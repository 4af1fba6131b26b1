//! CLI command implementations.

use std::path::Path;

use anyhow::{Context, Result};
use dashgate_config::{ConfigLoader, DashgateConfig};

pub mod check;
pub mod config;
pub mod dashboards;
pub mod version;

/// Loads the layered configuration for `project`.
fn load_config(project: &Path) -> Result<DashgateConfig> {
    ConfigLoader::new()
        .with_project_dir(project)
        .load()
        .with_context(|| format!("Failed to load configuration from {}", project.display()))
}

_Work instruction_
Using the data above, return each line that includes the word "Path".

_Answer area_
use std::path::Path;
fn load_config(project: &Path) -> Result<DashgateConfig> {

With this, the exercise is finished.